Victoire assez évidente pour Charlie Chaplin cette année, puisque Le Dictateur est à juste titre l’une de ses prestations les plus renommées. Comme à son habitude, il incarne à lui seul le film et nous régale de scènes mythiques. Qui plus est, il parvient à varier son jeu en interprétant deux personnages, le dictateur et le barbier. Avec le premier, il est presque terrifiant lorsqu’il imite les discours de Hitler, mais le ramène toujours au ridicule, un ridicule d’ailleurs assez fin pour ne pas virer à la farce. Quant au barbier, le héros maladroit qui n’a jamais rien demandé, il est mémorable ne serait-ce que dans la fameuse scène du rasage, où Chaplin est proprement impressionnant. Rien que cette scène lui offre la place de numéro un incontesté.

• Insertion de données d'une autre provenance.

// File: crates/chart-core/src/axis.rs
// Summary: Axis model with placed ticks, formatted labels and domain line.

use chrono::NaiveDateTime;

use crate::geometry::{Num, Point};
use crate::record::CLOCK_FORMAT;
use crate::scale::Scale;

/// Length of inner and outer tick marks.
pub const TICK_SIZE: f64 = 6.0;
/// Gap between a tick mark and its label.
pub const TICK_PADDING: f64 = 3.0;
/// Half-pixel shift that keeps 1px strokes crisp.
const CRISP: f64 = 0.5;

#[derive(Clone, Copy, Debug, PartialEq, Eq)]
pub enum Orientation {
    Bottom,
    Left,
}

#[derive(Clone, Debug, PartialEq)]
pub struct Tick {
    /// Pixel offset along the axis, relative to `Axis::origin`.
    pub offset: f64,
    pub label: String,
}

#[derive(Clone, Debug, PartialEq)]
pub struct Axis {
    pub id: &'static str,
    pub orientation: Orientation,
    /// Translation of the axis group.
    pub origin: Point,
    /// Pixel extent covered by the domain line.
    pub range: (f64, f64),
    pub ticks: Vec<Tick>,
}

impl Axis {
    pub fn new<S, F>(
        id: &'static str,
        orientation: Orientation,
        origin: Point,
        scale: &S,
        tick_count: usize,
        format: F,
    ) -> Self
    where
        S: Scale,
        F: Fn(S::Domain) -> String,
    {
        let ticks = scale
            .ticks(tick_count)
            .into_iter()
            .map(|v| Tick { offset: scale.map(v), label: format(v) })
            .collect();
        Self { id, orientation, origin, range: scale.range(), ticks }
    }

    /// Path of the domain line with outer ticks at both ends.
    pub fn domain_path(&self) -> String {
        let (r0, r1) = self.range;
        match self.orientation {
            Orientation::Bottom => format!(
                "M{},{}V{}H{}V{}",
                Num(r0 + CRISP), Num(TICK_SIZE), Num(CRISP), Num(r1 + CRISP), Num(TICK_SIZE)
            ),
            Orientation::Left => format!(
                "M{},{}H{}V{}H{}",
                Num(-TICK_SIZE), Num(r0 + CRISP), Num(CRISP), Num(r1 + CRISP), Num(-TICK_SIZE)
            ),
        }
    }

    /// Translation of one tick group, relative to the axis origin.
    pub fn tick_position(&self, tick: &Tick) -> Point {
        match self.orientation {
            Orientation::Bottom => Point::new(tick.offset + CRISP, 0.0),
            Orientation::Left => Point::new(0.0, tick.offset + CRISP),
        }
    }

    /// End of the tick mark, relative to the tick position.
    pub fn tick_end(&self) -> Point {
        match self.orientation {
            Orientation::Bottom => Point::new(0.0, TICK_SIZE),
            Orientation::Left => Point::new(-TICK_SIZE, 0.0),
        }
    }

    /// Label anchor, relative to the tick position.
    pub fn label_anchor(&self) -> Point {
        let gap = TICK_SIZE + TICK_PADDING;
        match self.orientation {
            Orientation::Bottom => Point::new(0.0, gap),
            Orientation::Left => Point::new(-gap, 0.0),
        }
    }
}

/// Integer label, as used for years.
pub fn format_integer(v: f64) -> String {
    format!("{}", v.round() as i64)
}

/// `MM:SS` label for race times.
pub fn format_clock(t: NaiveDateTime) -> String {
    t.format(CLOCK_FORMAT).to_string()
}
// File: crates/chart-core/src/record.rs
// Summary: Raw dataset records and their normalized (numeric/temporal) form.

use chrono::{Duration, NaiveDate, NaiveDateTime, SecondsFormat};
use serde::{Deserialize, Deserializer};

use crate::error::{ChartError, Result};

/// Year of the shared anchor date. Only the time of day is meaningful.
pub const ANCHOR_YEAR: i32 = 1990;

/// Tick and tooltip format for race times.
pub const CLOCK_FORMAT: &str = "%M:%S";

/// One entry of the cyclist dataset, as received.
#[derive(Clone, Debug, PartialEq, Eq, Deserialize)]
#[serde(rename_all = "PascalCase")]
pub struct RawRecord {
    /// Digits; the live dataset sends a number, older copies a string.
    #[serde(deserialize_with = "text_or_number")]
    pub place: String,
    pub time: String,
    pub year: i32,
    pub name: String,
    pub nationality: String,
    #[serde(default)]
    pub doping: String,
    #[serde(rename = "URL", default)]
    pub url: String,
}

fn text_or_number<'de, D: Deserializer<'de>>(d: D) -> std::result::Result<String, D::Error> {
    #[derive(Deserialize)]
    #[serde(untagged)]
    enum TextOrNumber {
        Text(String),
        Number(serde_json::Number),
    }
    Ok(match TextOrNumber::deserialize(d)? {
        TextOrNumber::Text(s) => s,
        TextOrNumber::Number(n) => n.to_string(),
    })
}

#[derive(Clone, Debug, PartialEq, Eq)]
pub struct NormalizedRecord {
    pub place: u32,
    /// Elapsed race time on the anchor date.
    pub time: NaiveDateTime,
    /// The `M:SS` text the time was parsed from.
    pub raw_time: String,
    pub year: i32,
    pub name: String,
    pub nationality: String,
    pub doping: String,
    pub url: String,
}

impl NormalizedRecord {
    /// True when the record carries a doping allegation.
    pub fn has_allegation(&self) -> bool {
        !self.doping.is_empty()
    }

    /// Time as ISO-8601 UTC with milliseconds, e.g. `1990-01-01T00:36:50.000Z`.
    pub fn iso_time(&self) -> String {
        self.time.and_utc().to_rfc3339_opts(SecondsFormat::Millis, true)
    }

    /// Time rendered as `MM:SS`.
    pub fn clock_label(&self) -> String {
        self.time.format(CLOCK_FORMAT).to_string()
    }
}

/// Midnight of the anchor date.
pub fn anchor() -> NaiveDateTime {
    NaiveDate::from_ymd_opt(ANCHOR_YEAR, 1, 1)
        .and_then(|d| d.and_hms_opt(0, 0, 0))
        .unwrap_or_default()
}

/// Strictly parse `M:SS` (one or more minute digits, exactly two second
/// digits below 60) into a time on the anchor date. Minutes past 59 roll
/// into the hour.
pub fn parse_race_time(index: usize, value: &str) -> Result<NaiveDateTime> {
    let malformed = || ChartError::MalformedRecord { index, field: "Time", value: value.to_string() };

    let (min, sec) = value.split_once(':').ok_or_else(malformed)?;
    if min.is_empty() || !min.bytes().all(|b| b.is_ascii_digit()) {
        return Err(malformed());
    }
    if sec.len() != 2 || !sec.bytes().all(|b| b.is_ascii_digit()) {
        return Err(malformed());
    }
    let minutes: i64 = min.parse().map_err(|_| malformed())?;
    let seconds: i64 = sec.parse().map_err(|_| malformed())?;
    if seconds >= 60 {
        return Err(malformed());
    }

    Duration::try_minutes(minutes)
        .and_then(|m| anchor().checked_add_signed(m + Duration::seconds(seconds)))
        .ok_or_else(malformed)
}

/// Parse the rank field; digits only.
pub fn parse_place(index: usize, value: &str) -> Result<u32> {
    let trimmed = value.trim();
    if trimmed.is_empty() || !trimmed.bytes().all(|b| b.is_ascii_digit()) {
        return Err(ChartError::MalformedRecord { index, field: "Place", value: value.to_string() });
    }
    trimmed
        .parse()
        .map_err(|_| ChartError::MalformedRecord { index, field: "Place", value: value.to_string() })
}

impl RawRecord {
    pub fn normalize(self, index: usize) -> Result<NormalizedRecord> {
        let place = parse_place(index, &self.place)?;
        let time = parse_race_time(index, &self.time)?;
        Ok(NormalizedRecord {
            place,
            time,
            raw_time: self.time,
            year: self.year,
            name: self.name,
            nationality: self.nationality,
            doping: self.doping,
            url: self.url,
        })
    }
}

/// Normalize every record, preserving order and cardinality.
/// Fails on the first malformed record.
pub fn normalize(raw: Vec<RawRecord>) -> Result<Vec<NormalizedRecord>> {
    let out = raw
        .into_iter()
        .enumerate()
        .map(|(i, r)| r.normalize(i))
        .collect::<Result<Vec<_>>>()?;
    tracing::debug!(records = out.len(), "normalized dataset");
    Ok(out)
}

Six finalistes pour moi: Charlie Chaplin, Errol Flynn, Henry Fonda, Cary Grant, Laurence Olivier et James Stewart pour le Lubitsch. Concernant Chaplin, je préfère généralement le réalisateur à l'acteur, mais je suis réellement ébloui par son double-rôle ici, qui devrait sans doute lui valoir la première place dans ma propre liste. Ses concurrents me surprennent moins et je les aime tous davantage dans d'autres rôles. Je prends néanmoins note pour James Cagney que je n'ai pas vu!
RépondreSupprimerPour ma part, c'est amusant, mais j'ai une nette préférence pour l'acteur Chaplin par rapport au réalisateur, en ce sens qu'il est vraiment unique et mythique quand il est à l'écran.